Seit der WM ist Rurik Gislason ein Social-Media-Star – jetzt kommt er auf die Alm
Der Schöne aus Sandhausen

Bielefeld (WB). Dass der DSC Arminia seinen Anhängern in jüngerer Vergangenheit auf der Alm etwas fürs Auge geboten hätte, lässt sich nun wirklich nicht behaupten. Da trifft es sich doch ganz gut, dass als nächstes der SV Sandhausen (ausgerechnet Sandhausen!) kommt. Und mit ihm Rurik Gislason. Rurik wer? Na Rurik Gislason. Der schöne Isländer, der bei der WM im Sommer eine ungeahnte Popularität erlangte.

Freitag, 07.12.2018, 07:00 Uhr aktualisiert: 07.12.2018, 19:36 Uhr
Nach der WM zierte Rurik Gislason (Mitte), dem bei Instagram mehr als 1,1 Millionen Menschen folgen, das Cover des Magazins Glamour. Foto: dpa
Nach der WM zierte Rurik Gislason (Mitte), dem bei Instagram mehr als 1,1 Millionen Menschen folgen, das Cover des Magazins Glamour. Foto: dpa

Auslöser war ein Post der brasilianischen Schauspielerin Gabriela Lopes nach Gislasons WM-Debüt gegen Argentinien. »Wie ist es nur möglich, dass man so schön ist?«, postete Lopes – und löste einen regelrechten Hype aus. »Sie hat mein Leben grundlegend verändert«, sagte Gislason nach der WM der Rhein-Neckar-Zeitung. Der 30-Jährige aus Reykjavík kam beim Weltturnier in Russland noch ein zweites Mal zum Einsatz – ohne nennenswerten Erfolg. Island hielt in der Gruppenphase zwar ganz ordentlich mit, schied aber dennoch aus.

Kellerduell mit Bielefeld

Gislason (#sexyrurik) kehrte über seine Urlaubsziele Miami und Island nach Sandhausen zurück. Und rückte den Klub aus Nordbaden, der in der 2. Liga als Synonym für Provinz gilt, in den Fokus der Öffentlichkeit. Doch auch wenn seit der WM inzwischen weit über eine Million Fans Gislason auf Instagram folgen (vor dem Turnier waren es 36.000), mochten sich Glanz und Glamour des Poster-Boys dann doch nicht so ohne weiteres auf den SV Sandhausen übertragen lassen. Die Baden-Württemberger haben in der laufenden Saison erst zwei ihrer 15 Partien gewinnen können, weshalb sie als Tabellenvorletzter in das Kellerduell mit Bielefeld gehen (Sonntag, 13.30 Uhr).

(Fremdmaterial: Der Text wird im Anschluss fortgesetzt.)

//! Logging configuration and setup.

use std::path::PathBuf;
use std::str::FromStr;

use serde::{Deserialize, Serialize};
use tracing_appender::rolling::{RollingFileAppender, Rotation};
use tracing_subscriber::{
    EnvFilter, Layer, Registry,
    fmt::{self, MakeWriter, format::FmtSpan},
    layer::SubscriberExt,
    util::SubscriberInitExt,
};

use crate::error::{TelemetryError, TelemetryResult};

type BoxedLayer = Box<dyn Layer<Registry> + Send + Sync>;

/// Helper to convert init errors to our error type.
fn init_err<E: std::fmt::Display>(e: E) -> TelemetryError {
    TelemetryError::InitError(e.to_string())
}

/// Log format options.
#[derive(Debug, Clone, Copy, Default, PartialEq, Eq, Serialize, Deserialize)]
#[serde(rename_all = "lowercase")]
pub enum LogFormat {
    /// Multi-line human-readable format.
    Pretty,
    /// Compact single-line format (default).
    #[default]
    Compact,
    /// JSON format for structured logging.
    Json,
    /// Full format with all fields.
    Full,
}

impl FromStr for LogFormat {
    type Err = TelemetryError;

    fn from_str(s: &str) -> Result<Self, Self::Err> {
        match s {
            "pretty" => Ok(Self::Pretty),
            "compact" => Ok(Self::Compact),
            "json" => Ok(Self::Json),
            "full" => Ok(Self::Full),
            other => Err(TelemetryError::ConfigError(format!(
                "unknown log format '{other}'"
            ))),
        }
    }
}

/// Log output target.
#[derive(Debug, Clone, Default, PartialEq, Eq, Serialize, Deserialize)]
#[serde(rename_all = "lowercase")]
pub enum LogTarget {
    /// Log to stdout.
    Stdout,
    /// Log to stderr.
    #[default]
    Stderr,
    /// Log to daily-rotated files in this directory.
    File(PathBuf),
}

/// Logging configuration.
#[derive(Debug, Clone, Serialize, Deserialize)]
pub struct LogConfig {
    /// Log level filter (e.g., "info", "debug", "trace").
    #[serde(default = "default_level")]
    pub level: String,
    /// Log format.
    #[serde(default)]
    pub format: LogFormat,
    /// Log target.
    #[serde(default)]
    pub target: LogTarget,
    /// File name prefix when logging to files.
    #[serde(default = "default_file_prefix")]
    pub file_prefix: String,
    /// Whether to include timestamps.
    #[serde(default = "default_true")]
    pub timestamps: bool,
    /// Whether to include file/line info.
    #[serde(default)]
    pub file_info: bool,
    /// Whether to include thread IDs.
    #[serde(default)]
    pub thread_ids: bool,
    /// Whether to include span open/close events.
    #[serde(default)]
    pub span_events: bool,
    /// Whether to use ANSI colors.
    #[serde(default = "default_true")]
    pub ansi: bool,
    /// Directive overrides (e.g., `tether_binding=debug`).
    #[serde(default)]
    pub directives: Vec<String>,
}

fn default_level() -> String {
    "info".to_string()
}

fn default_file_prefix() -> String {
    "tether".to_string()
}

fn default_true() -> bool {
    true
}

impl Default for LogConfig {
    fn default() -> Self {
        Self {
            level: default_level(),
            format: LogFormat::default(),
            target: LogTarget::default(),
            file_prefix: default_file_prefix(),
            timestamps: true,
            file_info: false,
            thread_ids: false,
            span_events: false,
            ansi: true,
            directives: Vec::new(),
        }
    }
}

impl LogConfig {
    /// Create a new log config with the specified level.
    #[must_use]
    pub fn new(level: impl Into<String>) -> Self {
        Self {
            level: level.into(),
            ..Default::default()
        }
    }

    /// Set the log format.
    #[must_use]
    pub fn with_format(mut self, format: LogFormat) -> Self {
        self.format = format;
        self
    }

    /// Set the log target.
    #[must_use]
    pub fn with_target(mut self, target: LogTarget) -> Self {
        self.target = target;
        self
    }

    /// Log to daily-rotated files under `directory`.
    #[must_use]
    pub fn with_file_logging(
        mut self,
        directory: impl Into<PathBuf>,
        prefix: impl Into<String>,
    ) -> Self {
        self.target = LogTarget::File(directory.into());
        self.file_prefix = prefix.into();
        self.ansi = false;
        self
    }

    /// Add a directive override.
    #[must_use]
    pub fn with_directive(mut self, directive: impl Into<String>) -> Self {
        self.directives.push(directive.into());
        self
    }

    /// Disable timestamps.
    #[must_use]
    pub fn without_timestamps(mut self) -> Self {
        self.timestamps = false;
        self
    }

    /// Enable file/line info.
    #[must_use]
    pub fn with_file_info(mut self) -> Self {
        self.file_info = true;
        self
    }

    /// Enable span events.
    #[must_use]
    pub fn with_span_events(mut self) -> Self {
        self.span_events = true;
        self
    }

    /// Disable ANSI colors.
    #[must_use]
    pub fn without_ansi(mut self) -> Self {
        self.ansi = false;
        self
    }

    /// Build the env filter from config.
    fn build_filter(&self) -> TelemetryResult<EnvFilter> {
        let mut filter = EnvFilter::try_new(&self.level)
            .map_err(|e| TelemetryError::ConfigError(e.to_string()))?;

        for directive in &self.directives {
            filter = filter.add_directive(directive.parse().map_err(
                |e: tracing_subscriber::filter::ParseError| {
                    TelemetryError::ConfigError(e.to_string())
                },
            )?);
        }

        Ok(filter)
    }

    fn span_events(&self) -> FmtSpan {
        if self.span_events {
            FmtSpan::NEW | FmtSpan::CLOSE
        } else {
            FmtSpan::NONE
        }
    }

    /// Build the formatting layer for `writer`, filtered by `filter`.
    fn build_layer<W>(&self, filter: EnvFilter, writer: W) -> BoxedLayer
    where
        W: for<'a> MakeWriter<'a> + Send + Sync + 'static,
    {
        let base = fmt::layer()
            .with_writer(writer)
            .with_ansi(self.ansi)
            .with_file(self.file_info)
            .with_line_number(self.file_info)
            .with_thread_ids(self.thread_ids)
            .with_span_events(self.span_events());

        match (self.format, self.timestamps) {
            (LogFormat::Json, true) => base.json().with_filter(filter).boxed(),
            (LogFormat::Json, false) => base.json().without_time().with_filter(filter).boxed(),
            (LogFormat::Pretty, true) => base.pretty().with_filter(filter).boxed(),
            (LogFormat::Pretty, false) => base.pretty().without_time().with_filter(filter).boxed(),
            (LogFormat::Compact, true) => base.compact().with_filter(filter).boxed(),
            (LogFormat::Compact, false) => {
                base.compact().without_time().with_filter(filter).boxed()
            },
            (LogFormat::Full, true) => base.with_filter(filter).boxed(),
            (LogFormat::Full, false) => base.without_time().with_filter(filter).boxed(),
        }
    }
}

#[cfg(feature = "config")]
impl TryFrom<&tether_config::LoggingSection> for LogConfig {
    type Error = TelemetryError;

    fn try_from(section: &tether_config::LoggingSection) -> Result<Self, Self::Error> {
        let mut config = Self::new(section.level.clone()).with_format(section.format.parse()?);
        config = match (section.target.as_str(), &section.directory) {
            ("stderr", _) => config.with_target(LogTarget::Stderr),
            ("stdout", _) => config.with_target(LogTarget::Stdout),
            ("file", Some(dir)) => {
                config.with_file_logging(dir.clone(), default_file_prefix())
            },
            ("file", None) => {
                return Err(TelemetryError::ConfigError(
                    "file logging needs logging.directory".to_owned(),
                ));
            },
            (other, _) => {
                return Err(TelemetryError::ConfigError(format!(
                    "unknown log target '{other}'"
                )));
            },
        };
        config.directives.clone_from(&section.directives);
        Ok(config)
    }
}

/// Set up logging with the given configuration.
///
/// # Errors
///
/// Returns an error if the configuration is invalid or a global subscriber
/// is already installed.
pub fn setup_logging(config: &LogConfig) -> TelemetryResult<()> {
    let filter = config.build_filter()?;

    let layer = match &config.target {
        LogTarget::Stdout => config.build_layer(filter, std::io::stdout),
        LogTarget::Stderr => config.build_layer(filter, std::io::stderr),
        LogTarget::File(dir) => {
            std::fs::create_dir_all(dir).map_err(|e| {
                TelemetryError::ConfigError(format!("failed to create log directory: {e}"))
            })?;
            let appender = RollingFileAppender::new(Rotation::DAILY, dir, &config.file_prefix);
            config.build_layer(filter, appender)
        },
    };

    tracing_subscriber::registry()
        .with(layer)
        .try_init()
        .map_err(init_err)
}

#[cfg(test)]
mod tests {
    use super::*;

    #[test]
    fn test_log_config_default() {
        let config = LogConfig::default();
        assert_eq!(config.level, "info");
        assert_eq!(config.format, LogFormat::Compact);
        assert_eq!(config.target, LogTarget::Stderr);
        assert!(config.timestamps);
        assert!(config.ansi);
    }

    #[test]
    fn test_log_config_builder() {
        let config = LogConfig::new("debug")
            .with_format(LogFormat::Json)
            .without_timestamps()
            .with_file_info()
            .with_directive("tether_binding=trace");

        assert_eq!(config.level, "debug");
        assert_eq!(config.format, LogFormat::Json);
        assert!(!config.timestamps);
        assert!(config.file_info);
        assert_eq!(config.directives, vec!["tether_binding=trace"]);
    }

    #[test]
    fn test_file_logging_disables_ansi() {
        let config = LogConfig::default().with_file_logging("/tmp/tether-logs", "host");
        assert_eq!(
            config.target,
            LogTarget::File(PathBuf::from("/tmp/tether-logs"))
        );
        assert_eq!(config.file_prefix, "host");
        assert!(!config.ansi);
    }

    #[test]
    fn test_log_config_serialization() {
        let config = LogConfig::new("warn").with_format(LogFormat::Pretty);

        let json = serde_json::to_string(&config).unwrap();
        assert!(json.contains("\"level\":\"warn\""));
        assert!(json.contains("\"format\":\"pretty\""));

        let parsed: LogConfig = serde_json::from_str(&json).unwrap();
        assert_eq!(parsed.level, "warn");
        assert_eq!(parsed.format, LogFormat::Pretty);
    }

    #[test]
    fn test_format_from_str() {
        assert_eq!("json".parse::<LogFormat>().unwrap(), LogFormat::Json);
        assert!("xml".parse::<LogFormat>().is_err());
    }

    #[test]
    fn test_build_filter() {
        let config = LogConfig::new("debug").with_directive("tether=trace");
        assert!(config.build_filter().is_ok());
    }

    #[test]
    fn test_build_filter_invalid() {
        // EnvFilter is permissive with unknown targets, so test invalid syntax.
        let config = LogConfig::new("debug").with_directive("[invalid=syntax");
        assert!(config.build_filter().is_err());
    }

    #[cfg(feature = "config")]
    #[test]
    fn test_section_selects_target() {
        let mut section = tether_config::LoggingSection::default();
        let config = LogConfig::try_from(&section).unwrap();
        assert_eq!(config.target, LogTarget::Stderr);

        section.target = "stdout".to_owned();
        section.format = "json".to_owned();
        let config = LogConfig::try_from(&section).unwrap();
        assert_eq!(config.target, LogTarget::Stdout);
        assert_eq!(config.format, LogFormat::Json);

        section.target = "file".to_owned();
        section.directory = Some(PathBuf::from("/var/log/tether"));
        let config = LogConfig::try_from(&section).unwrap();
        assert_eq!(
            config.target,
            LogTarget::File(PathBuf::from("/var/log/tether"))
        );
        assert_eq!(config.file_prefix, "tether");
        assert!(!config.ansi);
    }

    #[cfg(feature = "config")]
    #[test]
    fn test_section_file_target_needs_directory() {
        let section = tether_config::LoggingSection {
            target: "file".to_owned(),
            ..Default::default()
        };
        assert!(LogConfig::try_from(&section).is_err());
    }

    #[test]
    fn test_file_target_creates_directory() {
        let dir = tempfile::tempdir().unwrap();
        let logs = dir.path().join("nested").join("logs");
        let config = LogConfig::new("info").with_file_logging(&logs, "tether");

        // A global subscriber may already be installed by another test; only
        // the directory side effect is asserted.
        let _ = setup_logging(&config);
        assert!(logs.is_dir());
    }
}
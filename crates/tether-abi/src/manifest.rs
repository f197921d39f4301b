//! Self-description of the module's exported surface.
//!
//! The module publishes one static [`ManifestFFI`]. The host reads it once at
//! load time and compares each entry with its own declarations before any
//! operation is called.

use std::ffi::c_char;
use std::fmt;

/// Value kinds that can appear in an operation signature.
///
/// Travels across the boundary as its `u32` discriminant; use
/// [`TypeTag::from_raw`] on the receiving side since the peer may be newer.
#[repr(u32)]
#[derive(Debug, Clone, Copy, PartialEq, Eq, Hash)]
pub enum TypeTag {
    /// No value.
    Unit = 0,
    /// Boolean.
    Bool = 1,
    /// Signed 64-bit integer.
    Int = 2,
    /// 64-bit float.
    Float = 3,
    /// UTF-8 text, returned in a buffer.
    Text = 4,
    /// Opaque bytes, returned in a buffer.
    Bytes = 5,
}

impl TypeTag {
    /// The wire discriminant.
    #[must_use]
    pub const fn as_raw(self) -> u32 {
        self as u32
    }

    /// Decode a wire discriminant, `None` if unknown.
    #[must_use]
    pub const fn from_raw(raw: u32) -> Option<Self> {
        match raw {
            0 => Some(Self::Unit),
            1 => Some(Self::Bool),
            2 => Some(Self::Int),
            3 => Some(Self::Float),
            4 => Some(Self::Text),
            5 => Some(Self::Bytes),
            _ => None,
        }
    }

    /// Lowercase name used in diagnostics.
    #[must_use]
    pub const fn name(self) -> &'static str {
        match self {
            Self::Unit => "unit",
            Self::Bool => "bool",
            Self::Int => "int",
            Self::Float => "float",
            Self::Text => "text",
            Self::Bytes => "bytes",
        }
    }
}

impl fmt::Display for TypeTag {
    fn fmt(&self, f: &mut fmt::Formatter<'_>) -> fmt::Result {
        f.write_str(self.name())
    }
}

/// One exported operation.
#[repr(C)]
#[derive(Debug, Clone, Copy)]
pub struct OperationFFI {
    /// NUL-terminated operation name.
    pub name: *const c_char,
    /// Parameter type tags, `param_count` entries (may be null when zero).
    pub params: *const u32,
    /// Number of parameters.
    pub param_count: usize,
    /// Return type tag.
    pub ret: u32,
    /// Whether the operation can report a call failure.
    pub fallible: bool,
}

// SAFETY: manifests are built from `'static` immutable data in the module and
// never written after the module is loaded.
unsafe impl Sync for OperationFFI {}

/// The module manifest returned by `tether_module_manifest`.
#[repr(C)]
#[derive(Debug, Clone, Copy)]
pub struct ManifestFFI {
    /// ABI revision the module was built against.
    pub abi_version: u32,
    /// NUL-terminated module name.
    pub name: *const c_char,
    /// NUL-terminated module version.
    pub version: *const c_char,
    /// Exported operations, `operation_count` entries.
    pub operations: *const OperationFFI,
    /// Number of exported operations.
    pub operation_count: usize,
}

// SAFETY: see `OperationFFI`.
unsafe impl Sync for ManifestFFI {}

#[cfg(test)]
mod tests {
    use super::*;

    #[test]
    fn tags_round_trip_through_raw() {
        for tag in [
            TypeTag::Unit,
            TypeTag::Bool,
            TypeTag::Int,
            TypeTag::Float,
            TypeTag::Text,
            TypeTag::Bytes,
        ] {
            assert_eq!(TypeTag::from_raw(tag.as_raw()), Some(tag));
        }
    }

    #[test]
    fn unknown_tag_is_rejected() {
        assert_eq!(TypeTag::from_raw(42), None);
    }

    #[test]
    fn display_uses_lowercase_name() {
        assert_eq!(TypeTag::Text.to_string(), "text");
    }
}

Auch seit dem Trainerwechsel von Kenan Kocak zu Uwe Koschinat hat sich wenig geändert. Einem 4:0 beim Debüt des neuen Übungsleiters gegen Ingolstadt folgten in der Liga zwei Remis und drei Niederlagen, zuletzt das 1:2 im Derby gegen Heidenheim.

Hoffen auf Einsatz auf der Alm

Gislason, der im Januar vom 1. FC Nürnberg an den Hardtwald wechselte und einen Vertrag bis 2020 besitzt, ist auch unter Koschinat Stammspieler. Ein Treffer ist dem Offensivspieler in der laufenden Serie noch nicht gelungen. Immerhin vier Tore bereitete er vor. In Bielefeld sollen weitere Scorerpunkte folgen. Allerdings klagt der Isländer über muskuläre Probleme im Oberschenkel. Koschinat hofft sehr, dass er den 53-fachen Nationalspieler (3 Tore) auf der Alm einsetzen kann.

Zweitliga-Tristesse statt WM-Glanz also. Apropos: Weil Gislason für Island in Russland am Ball war, hat die Fifa dem SV Sandhausen als einem von insgesamt 25 deutschen Klubs, die Spieler für das Turnier abstellten, Geld überwiesen. 105.000 Euro; immerhin ein kleiner Trost dafür, dass die Sandhäuser bislang in dieser Saison feststellen mussten, dass Schönheit keine Tore schießt.